Soluble LAG-3 protein is a prognostic factor in breast cancer
ImmuFact IMP321 is closely related to the soluble form of the LAG-3 protein which is a prognostic indicator for survival in breast cancers expressing estrogen or progesterone receptors. This was shown in a study carried out by researchers at the René Huguenin Cancer Centre and Pr. Frédéric Triebel when he was at the Pharmacy Faculty of University Paris 11. These results paved the way for the current clinical trial. (Immutep Press Release No 6, April 2006)
Centre René Huguenin de Lutte contre le Cancer
The René Huguenin Centre for the Fight against Cancer is a comprehensive cancer centre that treats more than 3,000 new cases of cancer each year, with more than 2,000 new cases of breast cancer. It has a medical staff of 66 practitioners. Besides participation in therapeutic trials, the Centre has developed special expertise in the field of tumorigenesis and pharmacogenetics of breast cancers. Professor Jean-Nicolas Munck is the Directeur-Général.

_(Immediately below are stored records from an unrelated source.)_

//! Logger setup for the executables
//!
//! Log lines are timestamped with the number of seconds since the session
//! epoch and written both to stdout and to the session's log file.

// ---------------------------------------------------------------------------
// IMPORTS
// ---------------------------------------------------------------------------

// External imports
use log::{self, info};
use fern;
use colored::{ColoredString, Colorize};
use thiserror::Error;

// Internal imports
use crate::session;

// Re-exports
pub use log::LevelFilter;

// ---------------------------------------------------------------------------
// ENUMERATIONS
// ---------------------------------------------------------------------------

/// Errors associated with initialising the logger.
#[derive(Debug, Error)]
pub enum LoggerInitError {
    #[error("Expected a log level of at least `INFO`, found `{0}`")]
    InvalidMinLogLevel(log::LevelFilter),

    #[error("Error initialising the log file: {0}")]
    LogFileInitError(std::io::Error),

    #[error("An error occured while setting up the logger: {0}")]
    FernInitError(log::SetLoggerError)
}

// ---------------------------------------------------------------------------
// PUBLIC FUNCTIONS
// ---------------------------------------------------------------------------

/// Initialise the logger for this execution.
/// 
/// `min_level` must let through at least `log::Level::Info`, so the startup
/// information is never silenced.
/// 
/// This function must only be called once, the global logger can't be
/// replaced after it's set.
pub fn logger_init(
    min_level: self::LevelFilter, 
    session: &session::Session
) -> Result<(), LoggerInitError> {

    check_min_level(min_level)?;

    let log_file = fern::log_file(&session.log_file_path)
        .map_err(LoggerInitError::LogFileInitError)?;

    fern::Dispatch::new()
        .format(|out, message, record| {
            // Debug and trace lines include the target so the source module
            // can be found
            if record.level() > log::Level::Info {
                out.finish(format_args!(
                    "[{:10.6} {}] {}: {}",
                    session::get_elapsed_seconds(),
                    level_to_str(record.level()),
                    record.target(),
                    message
                ))
            }
            else {
                out.finish(format_args!(
                    "[{:10.6} {}] {}",
                    session::get_elapsed_seconds(),
                    level_to_str(record.level()),
                    message
                ))
            }
        })
        .level(min_level)
        .level_for("zmq", LevelFilter::Info)
        .chain(std::io::stdout())
        .chain(log_file)
        .apply()
        .map_err(LoggerInitError::FernInitError)?;
    
    info!("Logging initialised");
    info!("    Session epoch: {}", session::get_epoch());
    info!("    Log level: {:?}", min_level);
    info!("    Log file path: {:?}", session.log_file_path);

    Ok(())
}

// ---------------------------------------------------------------------------
// PRIVATE FUNCTIONS
// ---------------------------------------------------------------------------

fn check_min_level(min_level: LevelFilter) -> Result<(), LoggerInitError> {
    if min_level < log::Level::Info {
        Err(LoggerInitError::InvalidMinLogLevel(min_level))
    }
    else {
        Ok(())
    }
}

/// Get the string representation of a log level
fn level_to_str(level: log::Level) -> ColoredString {
    match level {
        log::Level::Trace => "TRC".dimmed().italic(),
        log::Level::Debug => "DBG".dimmed(),
        log::Level::Info  => "INF".normal(),
        log::Level::Warn  => "WRN".yellow(),
        log::Level::Error => "ERR".red().bold()
    }
}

Immutep S.A. is a biopharmaceutical company developing immunostimulatory factors for the treatment of cancer and chronic infectious diseases and immunomodulatory therapeutic antibodies for the treatment of cancer or autoimmune disease. The Company's technologies are based on the LAG-3 immune control mechanism that mediates T cell immune responses.
ImmuFact(R) - Clinical Development
More than 600 s.c. injections of IMP321 have been administered to date in Europe and the USA at doses up to 30 mg with no clinically significant drug-related adverse events. A Phase I trial in metastatic renal cell carcinoma with IMP321 alone has been completed. A Phase I/II trial in metastatic breast cancer combining IMP321 with weekly paclitaxel in a chemo-immunotherapy protocol has been completed (http://clinicaltrials.gov/ct/gui/show/NCT00349934?order=1 ). Three Phase I/II clinical trials are in progress: in pancreatic cancer combining IMP321 with gemcitabine in chemoimmunotherapy (http://www.clinicaltrials.gov/ct2/show/NCT00732082?term=07-0265&rank=1 ), a disease-free melanoma study with IMP321 as a therapeutic vaccine adjuvant to peptide antigens and a lympho-depletive/adoptive transfer metastatic melanoma study.